Lines after the one containing "let timestamp = headers" are to be omitted; print exactly each line from the start of the records up to and including it.
══ Raw data ══
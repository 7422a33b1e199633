//! Slack webhook handler for interaction responses.
//!
//! Handles button clicks from Slack confirmation messages.

use axum::{
    Router,
    extract::State,
    http::{HeaderMap, StatusCode},
    response::IntoResponse,
    routing::post,
};
use tracing::{debug, error, info, instrument, warn};
use uuid::Uuid;

use crate::error::AppError;
use crate::services::ActionQueueService;
use crate::slack::InteractionPayload;
use crate::state::AppState;

/// Create Slack webhook routes.
pub fn router() -> Router<AppState> {
    Router::new().route("/api/slack/interactions", post(handle_interaction))
}

/// Handle Slack interaction webhook.
///
/// Receives button clicks from confirmation messages and processes
/// approval or rejection of pending actions.
#[instrument(skip(state, headers, body))]
async fn handle_interaction(
    State(state): State<AppState>,
    headers: HeaderMap,
    body: String,
) -> Result<impl IntoResponse, AppError> {
    // Extract headers for signature verification
    let timestamp = headers
        .get("X-Slack-Request-Timestamp")
        .and_then(|v| v.to_str().ok())
        .ok_or_else(|| AppError::BadRequest("Missing timestamp header".into()))?;

    let signature = headers
        .get("X-Slack-Signature")
        .and_then(|v| v.to_str().ok())
        .ok_or_else(|| AppError::BadRequest("Missing signature header".into()))?;

    // Verify signature
    let slack = state
        .slack()
        .ok_or_else(|| AppError::Internal("Slack not configured".into()))?;

    slack
        .verify_signature(timestamp, &body, signature)
        .map_err(|e| AppError::Unauthorized(e.to_string()))?;

    debug!("Slack signature verified");

    // Parse the payload (URL-encoded)
    let payload_str = body
        .strip_prefix("payload=")
        .ok_or_else(|| AppError::BadRequest("Invalid payload format".into()))?;

    let payload_decoded = urlencoding::decode(payload_str)
        .map_err(|e| AppError::BadRequest(format!("Failed to decode payload: {e}")))?;

    let payload: InteractionPayload = serde_json::from_str(&payload_decoded)
        .map_err(|e| AppError::BadRequest(format!("Failed to parse payload: {e}")))?;

    // Handle the interaction
    let action = payload
        .actions
        .first()
        .ok_or_else(|| AppError::BadRequest("No actions in payload".into()))?;

    let action_id = action
        .value
        .as_ref()
        .and_then(|v| Uuid::parse_str(v).ok())
        .ok_or_else(|| AppError::BadRequest("Invalid action ID".into()))?;

    let user_name = payload
        .user
        .name
        .as_deref()
        .or(payload.user.username.as_deref())
        .unwrap_or(&payload.user.id);

    // Determine if this is an approval or rejection
    let is_approval = action.action_id.starts_with("approve_");
    let is_rejection = action.action_id.starts_with("reject_");

    if !is_approval && !is_rejection {
        warn!(action_id = %action.action_id, "Unknown action type");
        return Err(AppError::BadRequest("Unknown action type".into()));
    }

    // Create action queue service
    let action_queue = ActionQueueService::new(state.db(), state.slack().cloned());

    if is_approval {
        info!(action_id = %action_id, user = %user_name, "Processing approval");
        match action_queue
            .approve(action_id, user_name, state.shopify())
            .await
        {
            Ok(_result) => {
                debug!(action_id = %action_id, "Action approved and executed");
            }
            Err(e) => {
                error!(action_id = %action_id, error = %e, "Approval failed");
                // Don't return error - Slack has already been updated by the service
            }
        }
    } else {
        info!(action_id = %action_id, user = %user_name, "Processing rejection");
        if let Err(e) = action_queue.reject(action_id, user_name).await {
            error!(action_id = %action_id, error = %e, "Rejection failed");
        }
    }

    // Return 200 OK to Slack (always, even on errors - we handle updates separately)
    Ok(StatusCode::OK)
}
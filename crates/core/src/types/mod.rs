//! Core types for Shopglass.
//!
//! This module provides type-safe wrappers for common domain concepts.

pub mod actor;
pub mod id;
pub mod rating;

pub use actor::{Actor, Role};
pub use id::*;
pub use rating::{RatingError, StarRating};
/// Admin application configuration.
#[derive(Debug, Clone)]
pub struct AdminConfig {
    /// `PostgreSQL` database connection URL (contains password)
    pub database_url: SecretString,
    /// IP address to bind the server to
    pub host: IpAddr,
    /// Port to listen on
    pub port: u16,
    /// Public base URL for the admin panel
    pub base_url: String,
    /// Session signing secret
    pub session_secret: SecretString,
    /// Shopify Admin API configuration
    pub shopify: ShopifyAdminConfig,
    /// Claude AI configuration
    pub claude: ClaudeConfig,
    /// `OpenAI` configuration for embeddings (optional, enables tool selection)
    pub openai: Option<OpenAIConfig>,
    /// Slack configuration for write operation confirmations (optional)
    pub slack: Option<SlackConfig>,
    /// Email configuration
    pub email: EmailConfig,
    /// Klaviyo configuration (optional - for newsletter campaigns)
    pub klaviyo: Option<KlaviyoConfig>,
    /// Sentry DSN for error tracking
    pub sentry_dsn: Option<String>,
    /// Sentry environment (e.g., "development", "staging", "production")
    pub sentry_environment: Option<String>,
    /// Sentry error sample rate (0.0 to 1.0)
    pub sentry_sample_rate: f32,
    /// Sentry traces sample rate for performance monitoring (0.0 to 1.0)
    pub sentry_traces_sample_rate: f32,
    /// TLS configuration for HTTPS (optional)
    pub tls: Option<TlsConfig>,
}

/// Shopify Admin API configuration.
///
/// Implements `Debug` manually to redact the HIGH PRIVILEGE credentials.
/// Uses OAuth for authentication - requires user to complete OAuth flow.
#[derive(Clone)]
pub struct ShopifyAdminConfig {
    /// Shopify store domain (e.g., your-store.myshopify.com)
    pub store: String,
    /// Shopify API version (e.g., 2026-01)
    pub api_version: String,
    /// OAuth client ID (HIGH PRIVILEGE - full store access)
    pub client_id: String,
    /// OAuth client secret (HIGH PRIVILEGE - full store access)
    pub client_secret: SecretString,
}

impl std::fmt::Debug for ShopifyAdminConfig {
    fn fmt(&self, f: &mut std::fmt::Formatter<'_>) -> std::fmt::Result {
        f.debug_struct("ShopifyAdminConfig")
            .field("store", &self.store)
            .field("api_version", &self.api_version)
            .field("client_id", &self.client_id)
            .field("client_secret", &"[REDACTED]")
            .finish()
    }
}

/// Claude AI API configuration.
///
/// Implements `Debug` manually to redact the API key.
#[derive(Clone)]
pub struct ClaudeConfig {
    /// Anthropic API key
    pub api_key: SecretString,
    /// Model ID (e.g., claude-sonnet-4-20250514)
    pub model: String,
}

impl std::fmt::Debug for ClaudeConfig {
    fn fmt(&self, f: &mut std::fmt::Formatter<'_>) -> std::fmt::Result {
        f.debug_struct("ClaudeConfig")
            .field("api_key", &"[REDACTED]")
            .field("model", &self.model)
            .finish()
    }
}

/// `OpenAI` API configuration for embeddings.
///
/// Used for tool selection via semantic similarity search.
/// Implements `Debug` manually to redact the API key.
#[derive(Clone)]
pub struct OpenAIConfig {
    /// `OpenAI` API key
    pub api_key: SecretString,
}

impl std::fmt::Debug for OpenAIConfig {
    fn fmt(&self, f: &mut std::fmt::Formatter<'_>) -> std::fmt::Result {
        f.debug_struct("OpenAIConfig")
            .field("api_key", &"[REDACTED]")
            .finish()
    }
}

/// Slack configuration for write operation confirmations.
///
/// When configured, write operations require Slack approval before execution.
/// Implements `Debug` manually to redact secrets.
#[derive(Clone)]
pub struct SlackConfig {
    /// Slack bot token (xoxb-...).
    pub bot_token: SecretString,
    /// Slack app signing secret for webhook verification.
    pub signing_secret: SecretString,
    /// Default channel ID for confirmation messages.
    pub channel_id: String,
}

impl std::fmt::Debug for SlackConfig {
    fn fmt(&self, f: &mut std::fmt::Formatter<'_>) -> std::fmt::Result {
        f.debug_struct("SlackConfig")
            .field("bot_token", &"[REDACTED]")
            .field("signing_secret", &"[REDACTED]")
            .field("channel_id", &self.channel_id)
            .finish()
    }
}

/// Email (SMTP) configuration.
///
/// Implements `Debug` manually to redact the password.
#[derive(Clone)]
pub struct EmailConfig {
    /// SMTP server hostname
    pub smtp_host: String,
    /// SMTP server port
    pub smtp_port: u16,
    /// SMTP authentication username
    pub smtp_username: String,
    /// SMTP authentication password
    pub smtp_password: SecretString,
    /// Email sender address (From header)
    pub from_address: String,
}

impl std::fmt::Debug for EmailConfig {
    fn fmt(&self, f: &mut std::fmt::Formatter<'_>) -> std::fmt::Result {
        f.debug_struct("EmailConfig")
            .field("smtp_host", &self.smtp_host)
            .field("smtp_port", &self.smtp_port)
            .field("smtp_username", &self.smtp_username)
            .field("smtp_password", &"[REDACTED]")
            .field("from_address", &self.from_address)
            .finish()
    }
}

/// Klaviyo API configuration for newsletter campaigns.
///
/// Implements `Debug` manually to redact the API key.
#[derive(Clone)]
pub struct KlaviyoConfig {
    /// Klaviyo private API key
    pub api_key: SecretString,
    /// Newsletter list ID
    pub list_id: String,
}

impl std::fmt::Debug for KlaviyoConfig {
    fn fmt(&self, f: &mut std::fmt::Formatter<'_>) -> std::fmt::Result {
        f.debug_struct("KlaviyoConfig")
            .field("api_key", &"[REDACTED]")
            .field("list_id", &self.list_id)
            .finish()
    }
}

impl KlaviyoConfig {
    fn from_env() -> Result<Option<Self>, ConfigError> {
        let api_key = get_optional_env("KLAVIYO_API_KEY");
        let list_id = get_optional_env("KLAVIYO_LIST_ID");

        match (api_key, list_id) {
            (Some(key), Some(id)) => {
                // Validate API key has sufficient entropy
                validate_secret_strength(&key, "KLAVIYO_API_KEY")?;
                Ok(Some(Self {
                    api_key: SecretString::from(key),
                    list_id: id,
                }))
            }
            (None, None) => Ok(None),
            _ => Err(ConfigError::InvalidEnvVar(
                "KLAVIYO_*".to_string(),
                "Both KLAVIYO_API_KEY and KLAVIYO_LIST_ID must be set together".to_string(),
            )),
        }
    }
}

/// TLS configuration for HTTPS.
#[derive(Clone)]
pub struct TlsConfig {
    /// PEM-encoded certificate chain
    pub cert_pem: String,
    /// PEM-encoded private key
    pub key_pem: SecretString,
}

impl std::fmt::Debug for TlsConfig {
    fn fmt(&self, f: &mut std::fmt::Formatter<'_>) -> std::fmt::Result {
        f.debug_struct("TlsConfig")
            .field("cert_pem", &"[CERTIFICATE]")
            .field("key_pem", &"[REDACTED]")
            .finish()
    }
}

impl TlsConfig {
    fn from_env() -> Result<Option<Self>, ConfigError> {
        let cert_pem = get_optional_env("ADMIN_TLS_CERT");
        let key_pem = get_optional_env("ADMIN_TLS_KEY");

        match (cert_pem, key_pem) {
            (Some(cert), Some(key)) => Ok(Some(Self {
                cert_pem: cert,
                key_pem: SecretString::from(key),
            })),
            (None, None) => Ok(None),
            _ => Err(ConfigError::InvalidEnvVar(
                "ADMIN_TLS_*".to_string(),
                "Both ADMIN_TLS_CERT and ADMIN_TLS_KEY must be set together".to_string(),
            )),
        }
    }
}

impl AdminConfig {
    /// Load configuration from environment variables.
    ///
    /// Calls `dotenvy::dotenv()` to load from `.env` file if present.
    ///
    /// # Errors
    ///
    /// Returns `ConfigError` if required variables are missing, invalid, or
    /// if secrets fail validation (placeholder detection, entropy check).
    pub fn from_env() -> Result<Self, ConfigError> {
        // Load .env file if present (ignore errors if not found)
        let _ = dotenvy::dotenv();

        let database_url = get_database_url("ADMIN_DATABASE_URL")?;
        let host = get_env_or_default("ADMIN_HOST", "127.0.0.1")
            .parse::<IpAddr>()
            .map_err(|e| ConfigError::InvalidEnvVar("ADMIN_HOST".to_string(), e.to_string()))?;
        let port = get_env_or_default("ADMIN_PORT", "3001")
            .parse::<u16>()
            .map_err(|e| ConfigError::InvalidEnvVar("ADMIN_PORT".to_string(), e.to_string()))?;
        let base_url = get_required_env("ADMIN_BASE_URL")?;
        let session_secret = get_validated_secret("ADMIN_SESSION_SECRET")?;
        validate_session_secret(&session_secret, "ADMIN_SESSION_SECRET")?;

        let shopify = ShopifyAdminConfig::from_env()?;
        let claude = ClaudeConfig::from_env()?;
        let openai = OpenAIConfig::from_env();
        let slack = SlackConfig::from_env();
        let email = EmailConfig::from_env()?;
        let klaviyo = KlaviyoConfig::from_env()?;
        let sentry_dsn = get_optional_env("SENTRY_DSN");
        let sentry_environment = get_optional_env("SENTRY_ENVIRONMENT");
        let sentry_sample_rate = get_optional_env("SENTRY_SAMPLE_RATE")
            .and_then(|s| s.parse().ok())
            .unwrap_or(1.0);
        let sentry_traces_sample_rate = get_optional_env("SENTRY_TRACES_SAMPLE_RATE")
            .and_then(|s| s.parse().ok())
            .unwrap_or(1.0);
        let tls = TlsConfig::from_env()?;

        Ok(Self {
            database_url,
            host,
            port,
            base_url,
            session_secret,
            shopify,
            claude,
            openai,
            slack,
            email,
            klaviyo,
            sentry_dsn,
            sentry_environment,
            sentry_sample_rate,
            sentry_traces_sample_rate,
            tls,
        })
    }

    /// Returns the socket address for binding the server.
    #[must_use]
    pub const fn socket_addr(&self) -> SocketAddr {
        SocketAddr::new(self.host, self.port)
    }

    /// Returns a reference to the Claude configuration.
    #[must_use]
    pub const fn claude(&self) -> &ClaudeConfig {
        &self.claude
    }

    /// Returns a reference to the Klaviyo configuration (if configured).
    #[must_use]
    pub const fn klaviyo(&self) -> Option<&KlaviyoConfig> {
        self.klaviyo.as_ref()
    }

    /// Returns a reference to the `OpenAI` configuration, if available.
    ///
    /// Returns `None` if `OPENAI_API_KEY` was not set, which disables
    /// embedding-based tool selection.
    #[must_use]
    pub const fn openai(&self) -> Option<&OpenAIConfig> {
        self.openai.as_ref()
    }

    /// Returns a reference to the Slack configuration, if available.
    ///
    /// Returns `None` if Slack variables are not set, which disables
    /// write operation confirmations via Slack.
    #[must_use]
    pub const fn slack(&self) -> Option<&SlackConfig> {
        self.slack.as_ref()
    }
}

impl ShopifyAdminConfig {
    fn from_env() -> Result<Self, ConfigError> {
        Ok(Self {
            store: get_required_env("SHOPIFY_STORE")?,
            api_version: get_env_or_default("SHOPIFY_API_VERSION", "2026-01"),
            client_id: get_required_env("SHOPIFY_ADMIN_CLIENT_ID")?,
            client_secret: get_validated_secret("SHOPIFY_ADMIN_CLIENT_SECRET")?,
        })
    }
}

impl ClaudeConfig {
    fn from_env() -> Result<Self, ConfigError> {
        Ok(Self {
            api_key: get_validated_secret("CLAUDE_API_KEY")?,
            model: get_env_or_default("CLAUDE_MODEL", DEFAULT_CLAUDE_MODEL),
        })
    }
}

impl OpenAIConfig {
    /// Load `OpenAI` configuration from environment.
    ///
    /// Returns `None` if `OPENAI_API_KEY` is not set (tool selection disabled).
    fn from_env() -> Option<Self> {
        get_optional_env("OPENAI_API_KEY").map(|key| {
            // Validate the key if present
            if let Err(e) = validate_secret_strength(&key, "OPENAI_API_KEY") {
                tracing::warn!("OPENAI_API_KEY validation warning: {e}");
            }
            Self {
                api_key: SecretString::from(key),
            }
        })
    }
}

impl SlackConfig {
    /// Load Slack configuration from environment.
    ///
    /// Returns `None` if Slack variables are not set (confirmations disabled).
    /// All three variables must be set together.
    fn from_env() -> Option<Self> {
        let bot_token = get_optional_env("SLACK_BOT_TOKEN")?;
        let signing_secret = get_optional_env("SLACK_SIGNING_SECRET")?;
        let channel_id = get_optional_env("SLACK_CHANNEL_ID")?;

        // Validate secrets if present
        if let Err(e) = validate_secret_strength(&bot_token, "SLACK_BOT_TOKEN") {
            tracing::warn!("SLACK_BOT_TOKEN validation warning: {e}");
        }
        if let Err(e) = validate_secret_strength(&signing_secret, "SLACK_SIGNING_SECRET") {
            tracing::warn!("SLACK_SIGNING_SECRET validation warning: {e}");
        }

        Some(Self {
            bot_token: SecretString::from(bot_token),
            signing_secret: SecretString::from(signing_secret),
            channel_id,
        })
    }
}

impl EmailConfig {
    fn from_env() -> Result<Self, ConfigError> {
        let smtp_port = get_env_or_default("SMTP_PORT", "587")
            .parse::<u16>()
            .map_err(|e| ConfigError::InvalidEnvVar("SMTP_PORT".to_string(), e.to_string()))?;

        Ok(Self {
            smtp_host: get_required_env("SMTP_HOST")?,
            smtp_port,
            smtp_username: get_required_env("SMTP_USERNAME")?,
            smtp_password: get_validated_secret("SMTP_PASSWORD")?,
            from_address: get_required_env("SMTP_FROM")?,
        })
    }
}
═══
Response area:
repository 7422a33b1e199633
//! Slack webhook handler for interaction responses.
//!
//! Handles button clicks from Slack confirmation messages.

use axum::{
    Router,
    extract::State,
    http::{HeaderMap, StatusCode},
    response::IntoResponse,
    routing::post,
};
use tracing::{debug, error, info, instrument, warn};
use uuid::Uuid;

use crate::error::AppError;
use crate::services::ActionQueueService;
use crate::slack::InteractionPayload;
use crate::state::AppState;

/// Create Slack webhook routes.
pub fn router() -> Router<AppState> {
    Router::new().route("/api/slack/interactions", post(handle_interaction))
}

/// Handle Slack interaction webhook.
///
/// Receives button clicks from confirmation messages and processes
/// approval or rejection of pending actions.
#[instrument(skip(state, headers, body))]
async fn handle_interaction(
    State(state): State<AppState>,
    headers: HeaderMap,
    body: String,
) -> Result<impl IntoResponse, AppError> {
    // Extract headers for signature verification
    let timestamp = headers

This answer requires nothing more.